From Weakness into Strength: Scarlet Fuenteblanca

No human is perfect. We all have strengths that we are proud of and weaknesses that we try to hide. But instead of hiding our weakness, what if we embrace it? Using your own weakness into strength, would that be possible?


As a single mother, a lot can relate on how hard it is raising your child alone. Those hardships I have been through made me tough. Just when I am enjoying life as it is, another challenge came in to my life. I was recently diagnosed with Systemic Lupus Erythematosus commonly known as Lupus. Yes, me too… I find it hard to pronounce as well! So, let’s just simplify it instead. I want to use this opportunity to spread awareness. Not all of us know what Lupus is neither do I until this happened to me. Well, as they say life is full of surprises! This is a surprise that turned my life upside down. When the doctor told me about the sad truth, I didn’t tell my loved ones right away. I was so afraid, thwarted and depressed. I began questioning, why does it need to happen to me?

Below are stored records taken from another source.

use serde::{Deserialize, Serialize};
use serde_json::Value;
use std::fmt;

#[derive(Debug, Clone, Copy, PartialEq, Eq, Serialize, Deserialize)]
#[serde(rename_all = "lowercase")]
pub enum Role {
    System,
    User,
    Assistant,
    /// Capability result
    Tool,
}

impl fmt::Display for Role {
    fn fmt(&self, f: &mut fmt::Formatter<'_>) -> fmt::Result {
        match self {
            Role::System => write!(f, "system"),
            Role::User => write!(f, "user"),
            Role::Assistant => write!(f, "assistant"),
            Role::Tool => write!(f, "tool"),
        }
    }
}

/// A capability invocation requested by the model
#[derive(Debug, Clone, PartialEq, Serialize, Deserialize)]
pub struct ToolCall {
    /// Correlation id; the result message carries the same id
    pub id: String,
    pub name: String,
    #[serde(default)]
    pub arguments: Value,
}

#[derive(Debug, Clone, PartialEq, Serialize, Deserialize)]
pub struct ChatMessage {
    pub role: Role,
    pub content: String,
    #[serde(default, skip_serializing_if = "Vec::is_empty")]
    pub tool_calls: Vec<ToolCall>,
    #[serde(default, skip_serializing_if = "Option::is_none")]
    pub tool_call_id: Option<String>,
}

impl ChatMessage {
    pub fn user(content: impl Into<String>) -> Self {
        Self {
            role: Role::User,
            content: content.into(),
            tool_calls: Vec::new(),
            tool_call_id: None,
        }
    }

    pub fn assistant(content: impl Into<String>) -> Self {
        Self {
            role: Role::Assistant,
            content: content.into(),
            tool_calls: Vec::new(),
            tool_call_id: None,
        }
    }

    /// Assistant turn that requested capabilities
    pub fn assistant_with_calls(content: impl Into<String>, tool_calls: Vec<ToolCall>) -> Self {
        Self {
            tool_calls,
            ..Self::assistant(content)
        }
    }

    pub fn tool_result(tool_call_id: impl Into<String>, content: impl Into<String>) -> Self {
        Self {
            role: Role::Tool,
            content: content.into(),
            tool_calls: Vec::new(),
            tool_call_id: Some(tool_call_id.into()),
        }
    }
}

/// Capability advertised to the model
#[derive(Debug, Clone, PartialEq, Serialize, Deserialize)]
pub struct ToolSpec {
    pub name: String,
    pub description: String,
    /// JSON schema of the argument object
    pub parameters: Value,
}

#[derive(Debug, Clone, PartialEq, Serialize, Deserialize)]
pub struct ChatRequest {
    pub system: String,
    pub messages: Vec<ChatMessage>,
    pub tools: Vec<ToolSpec>,
}

/// Complete model output for one agent step
#[derive(Debug, Clone, Default, PartialEq, Serialize, Deserialize)]
pub struct ModelReply {
    #[serde(default)]
    pub text: String,
    #[serde(default)]
    pub tool_calls: Vec<ToolCall>,
}

/// Incremental model output
#[derive(Debug, Clone, PartialEq, Serialize, Deserialize)]
#[serde(tag = "type", rename_all = "snake_case")]
pub enum ModelChunk {
    Text { delta: String },
    ToolCall { call: ToolCall },
}

impl ModelReply {
    /// Assemble a reply from streamed chunks
    pub fn from_chunks(chunks: impl IntoIterator<Item = ModelChunk>) -> Self {
        let mut reply = Self::default();
        for chunk in chunks {
            match chunk {
                ModelChunk::Text { delta } => reply.text.push_str(&delta),
                ModelChunk::ToolCall { call } => reply.tool_calls.push(call),
            }
        }
        reply
    }
}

What is Lupus? As most of us know, it is a chronic, auto-immune disease. But the truth about this sickness is not well known to us. It is a sickness that the antibodies or the soldiers don’t recognize the real enemy. Instead of attacking only the harmful virus or bacteria, it attacks the body as well. Mostly, it damages the body’s internal organs like the kidney, the heart and the brain. There is so called “Lupus cloud.” This means a lupus patient tends to be very forgetful. There are a lot of auto-immune diseases like Diabetes, Psoriasis and Leukemia. Lupus is not contagious nor can be transmitted sexually because it is not caused by a virus, bacterium or any other infectious agent. However, vertical transmission (mother to fetus) would be possible. The cause of it is still unknown that is why until now the cure is still out there waiting to be discovered. It cannot be treated like the way they treat cancer, leukemia and other auto-immune disease. The only thing to do is manage it like having high-blood pressure. It is a complicated disease that most doctors call it as the “Great mimicker” because it is not easily diagnosed. Most of the time, Lupus is the underlying cause of a sickness. Like in my case for example, I have been undergoing constant therapy for my back pain for 5 years. Eventually, my pain progressed to my muscles up to my joints. The Rehab doctor diagnosed me of having carpal tunnel. Only to find out that the real cause of these pains is Lupus. Only a Rheumatologist can give the right tests and diagnosis about this illness. I can say it was some kind of luck when my doctor referred me to a Rheumatologist when he noticed a symptom from me that is not related to my carpal tunnel syndrome. I somehow can say that I was lucky because with all the bad results from the tests, my organs are still healthy.

You reap what you sow.


I guess it really pays to live healthy with pets! My stress reliever was to dance and embrace my cats. I love to dance! I always try to have work and life balance. I love adventures and do travel a lot! It would be better to collect experiences than sickness because you are over worked. The worst part of it is that I cannot do the things I can do because I am too old to do it. You have been spending your entire life sitting in front of a computer to grow old. It is not healthy. Go out, smell the fresh air! Meet people! Experience other culture. I don’t have vices like smoking nor drinking. Maybe that is the reason why my organs are fighting to be strong. They are not giving up on me because I took care of them most of the time.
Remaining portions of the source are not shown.